Savage Species war für mich eine Art Pflichtkauf, nachdem ich als Spielleiter vorhatte, einem Spieler einen Kir-Lanan-Charakter zu erlauben (eine Art Gargoyle aus Faerûn). Nachdem ich mit den Regeln, die hier präsentiert werden, soweit ziemlich zufrieden war und mal schaute, was sonst noch so alles in dem Buch drinsteckt, war ich doch verdammt enttäuscht.
Der weitaus größte Teil des Buches befaßt sich mit den Monsterklassen. Richtig, Monster als Klassen, so daß man schon auf der ersten Stufe einen Ifrit oder Deva oder meinetwegen eine Phasenspinne spielen kann. Wäre dann allerdings ein ziemlich kleiner Ifrit/Deva/etc., der seine besonderen Fähigkeiten im Laufe der Zeit erlernt.
Nette Idee eigentlich, aber dafür haben sie einfach viel zu viel zu viel Platz hergegeben. Und das Hauptproblem ist nicht einmal, daß diese Monsterklassen nicht ausgewogen sind (denn das sind sie nicht... ich würde sagen, im Durchschnitt wesentlich zu schwach auf der Brust für ihre jeweilige Stufe). Vielmehr fehlt mir schlicht und einfach, wie leider viel zu oft bei D&D-Produkten, ein Sinn für Verhältnismäßigkeit und Prioritäten.
Man hätte so viele schöne Dinge reinpacken können - von Überlegungen, wie man Monstercharaktere in gewöhnliche Gruppen integriert über Gesinnungsprobleme bis hin zu sozialen und teils schlicht anatomischen Problemen des Monster-Alltags. Das wird aber nur auf ganz wenigen Seiten abgehandelt. Auch ein paar Überlegungen zu manchen Zaubern wären mal an der Zeit gewesen (alle "...Person"-Zauber machen im Wesentlichen nur dann Sinn, wenn man als Person eben Menschen betrachtet, nicht z. B. Sphingen; warum sollte "Alter Self" einer Lillend nur humanoide Formen gestatten?).

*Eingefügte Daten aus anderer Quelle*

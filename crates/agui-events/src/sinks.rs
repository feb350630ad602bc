//! Injection seams for flows: where events go, and where upstream data
//! comes from. The gateway provides the real implementations (WS delivery,
//! agent-manager HTTP client); tests substitute recording/failing doubles.

use async_trait::async_trait;
use serde_json::Value;

use agui_protocol::event::AguiEvent;

use crate::error::{DeliveryError, ProviderError};

/// Pushes a generated event to a client. `connection_id = None` means
/// broadcast. Implementations own any flow control; the event mechanism
/// treats delivery as fire-and-forget and only records failures.
#[async_trait]
pub trait DeliverySink: Send + Sync {
    async fn send_event(
        &self,
        event: &AguiEvent,
        connection_id: Option<&str>,
    ) -> Result<(), DeliveryError>;
}

/// Upstream data for the specialized flows. Payloads are embedded into
/// display events verbatim, without schema validation.
#[async_trait]
pub trait UiDataProvider: Send + Sync {
    async fn system_health(&self) -> Result<Value, ProviderError>;
    async fn metrics(&self) -> Result<Value, ProviderError>;
    async fn list_agents(&self) -> Result<Value, ProviderError>;
}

Stattdessen geht der Großteil des Buches (einmal mehr) für Tabellen drauf, die detailliert auflisten, auf welcher Stufe der Stärkeentzug eines Shadow welchen Effekt hat, und ab wann der Oger Magus dauernd flugfähig ist.

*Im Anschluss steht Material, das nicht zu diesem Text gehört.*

//! Specialized flows: named sequences of one or two template generations
//! handed off to the delivery sink. Each step is independent — a delivery
//! failure never rolls back or suppresses later steps. Upstream provider
//! failures are converted into a `display-error` event, so every flow
//! invocation produces at least one event.

use std::sync::Arc;

use serde_json::{json, Map, Value};
use tracing::warn;

use agui_protocol::event::AguiEvent;

use crate::error::EventError;
use crate::generator::EventGenerator;
use crate::sinks::{DeliverySink, UiDataProvider};

/// Outcome of a flow invocation. Failures that the flow absorbed
/// (upstream degradation, delivery drops) are visible here instead of
/// being logged and forgotten.
#[derive(Debug, Clone, PartialEq, serde::Serialize)]
pub struct FlowReport {
    pub events_produced: usize,
    pub delivery_failures: usize,
    /// Set when the flow fell back to a `display-error` event because an
    /// upstream provider call failed.
    pub degraded: Option<String>,
}

impl FlowReport {
    fn new() -> Self {
        Self {
            events_produced: 0,
            delivery_failures: 0,
            degraded: None,
        }
    }
}

/// Runs the specialized flows against an injected sink and provider.
pub struct FlowRunner {
    generator: Arc<EventGenerator>,
    sink: Arc<dyn DeliverySink>,
    provider: Arc<dyn UiDataProvider>,
}

impl FlowRunner {
    pub fn new(
        generator: Arc<EventGenerator>,
        sink: Arc<dyn DeliverySink>,
        provider: Arc<dyn UiDataProvider>,
    ) -> Self {
        Self {
            generator,
            sink,
            provider,
        }
    }

    pub fn generator(&self) -> &EventGenerator {
        &self.generator
    }

    /// Two events, in order: a chat acknowledgment carrying the user's
    /// description, then the agent-creation form.
    pub async fn agent_creation_flow(
        &self,
        connection_id: Option<&str>,
        description: &str,
    ) -> Result<FlowReport, EventError> {
        let mut report = FlowReport::new();

        let ack = self.generator.generate(
            "chat-response",
            vars([(
                "message",
                json!(format!("Starting agent creation: {description}")),
            )]),
            connection_id,
        )?;
        self.deliver(&ack, connection_id, &mut report).await;

        let form = self.generator.generate(
            "display-form",
            vars([
                ("form_title", json!("Create Agent")),
                ("submit_label", json!("Create")),
                (
                    "form_fields",
                    json!([
                        { "name": "name", "label": "Agent name", "kind": "text" },
                        { "name": "description", "label": "Description", "kind": "textarea" },
                        { "name": "image", "label": "Container image", "kind": "text" },
                        { "name": "replicas", "label": "Replicas", "kind": "number" }
                    ]),
                ),
            ]),
            connection_id,
        )?;
        self.deliver(&form, connection_id, &mut report).await;

        Ok(report)
    }

    /// Greeting chat message followed by a choice prompt.
    pub async fn welcome_sequence(
        &self,
        connection_id: Option<&str>,
        user_name: Option<&str>,
    ) -> Result<FlowReport, EventError> {
        let mut report = FlowReport::new();

        let welcome = self.generator.generate(
            "chat-welcome",
            vars([("user_name", json!(user_name.unwrap_or("there")))]),
            connection_id,
        )?;
        self.deliver(&welcome, connection_id, &mut report).await;

        let choices = self.generator.generate(
            "input-choice",
            vars([
                ("prompt", json!("What would you like to do?")),
                (
                    "choices",
                    json!(["Create an agent", "View agents", "Check system health"]),
                ),
            ]),
            connection_id,
        )?;
        self.deliver(&choices, connection_id, &mut report).await;

        Ok(report)
    }

    /// Metrics panel fed by the upstream health and metrics endpoints.
    /// Falls back to a `display-error` event when either call fails.
    pub async fn system_health_display(
        &self,
        connection_id: Option<&str>,
    ) -> Result<FlowReport, EventError> {
        let mut report = FlowReport::new();

        let upstream = async {
            let health = self.provider.system_health().await?;
            let metrics = self.provider.metrics().await?;
            Ok::<(Value, Value), crate::error::ProviderError>((health, metrics))
        }
        .await;

        let event = match upstream {
            Ok((health, metrics)) => self.generator.generate(
                "display-metrics",
                vars([("health_data", health), ("metrics_data", metrics)]),
                connection_id,
            )?,
            Err(e) => self.degrade(&e.to_string(), connection_id, &mut report)?,
        };
        self.deliver(&event, connection_id, &mut report).await;

        Ok(report)
    }

    /// Agent list panel fed by the upstream agent directory.
    pub async fn agent_list_display(
        &self,
        connection_id: Option<&str>,
    ) -> Result<FlowReport, EventError> {
        let mut report = FlowReport::new();

        let event = match self.provider.list_agents().await {
            Ok(agents) => self.generator.generate(
                "display-agent-list",
                vars([("agents_data", agents)]),
                connection_id,
            )?,
            Err(e) => self.degrade(&e.to_string(), connection_id, &mut report)?,
        };
        self.deliver(&event, connection_id, &mut report).await;

        Ok(report)
    }

    /// Single status-update event for a long-running operation.
    pub async fn operation_status(
        &self,
        connection_id: Option<&str>,
        operation: &str,
        status: &str,
        message: &str,
    ) -> Result<FlowReport, EventError> {
        let mut report = FlowReport::new();

        let event = self.generator.generate(
            "status-update",
            vars([
                ("operation", json!(operation)),
                ("status", json!(status)),
                ("message", json!(message)),
            ]),
            connection_id,
        )?;
        self.deliver(&event, connection_id, &mut report).await;

        Ok(report)
    }

    fn degrade(
        &self,
        reason: &str,
        connection_id: Option<&str>,
        report: &mut FlowReport,
    ) -> Result<AguiEvent, EventError> {
        warn!(reason, "flow degraded to display-error");
        report.degraded = Some(reason.to_string());
        self.generator.generate(
            "display-error",
            vars([("error_message", json!(reason))]),
            connection_id,
        )
    }

    async fn deliver(
        &self,
        event: &AguiEvent,
        connection_id: Option<&str>,
        report: &mut FlowReport,
    ) {
        report.events_produced += 1;
        if let Err(e) = self.sink.send_event(event, connection_id).await {
            warn!(error = %e, template_id = %event.agui_metadata.template_id, "event delivery failed");
            report.delivery_failures += 1;
        }
    }
}

fn vars<const N: usize>(pairs: [(&str, Value); N]) -> Map<String, Value> {
    pairs
        .into_iter()
        .map(|(k, v)| (k.to_string(), v))
        .collect()
}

Naja, trotz allem ist der "harte" Regelteil wirklich gelungen, insbesondere die Feats, aber auch ein paar der Prestigeklassen sind wirklich einen oder zwei Blicke wert, und zwar teilweise nicht nur für Monster. Die Zauber scheinen mir teilweise (ein paar der Feats übrigens auch) allerdings nicht ausgewogen. Hier ist das Urteil eher: zu mächtig. Auch die templates gefallen mir sehr gut, wenn ich auch bei einigen davon nicht wirklich weiß, ob es ein Witz ist. "Gelatinous" Kreaturen, OK. Aber als Beispiel einen "Gelatinous Bear" zu verwenden, weckt doch arge Haribo-Assoziationen!
Hauptkritikpunkt an dem Buch bleibt für mich aber, daß man denn doch nicht so häufig monströse Charaktere spielen wird, zumal die Anpassung der Erfahrungsstufen fast durch die Bank so ausgefallen ist, daß es sich, rein technisch betrachtet, einfach nicht lohnt. Auch der Spielleiter wird wohl nicht ständig Geflügelte Reptilienartige Mumifizierte Schattenhafte (alles neue templates) Blink Dogs mit Klassenstufen als NSCs rumlaufen lassen, so daß auch für ihn der Nutzen eher eingeschränkt ist.
Fragt mich nicht, warum, ich mag das Buch trotzdem. Ich schmöker gern drin, und es bringt mich auf Ideen. Aber wirklich gut und ständig verwendbar, wie ein Regionalbuch oder Magic of Faerûn oder sowas, ist es eben einfach nicht.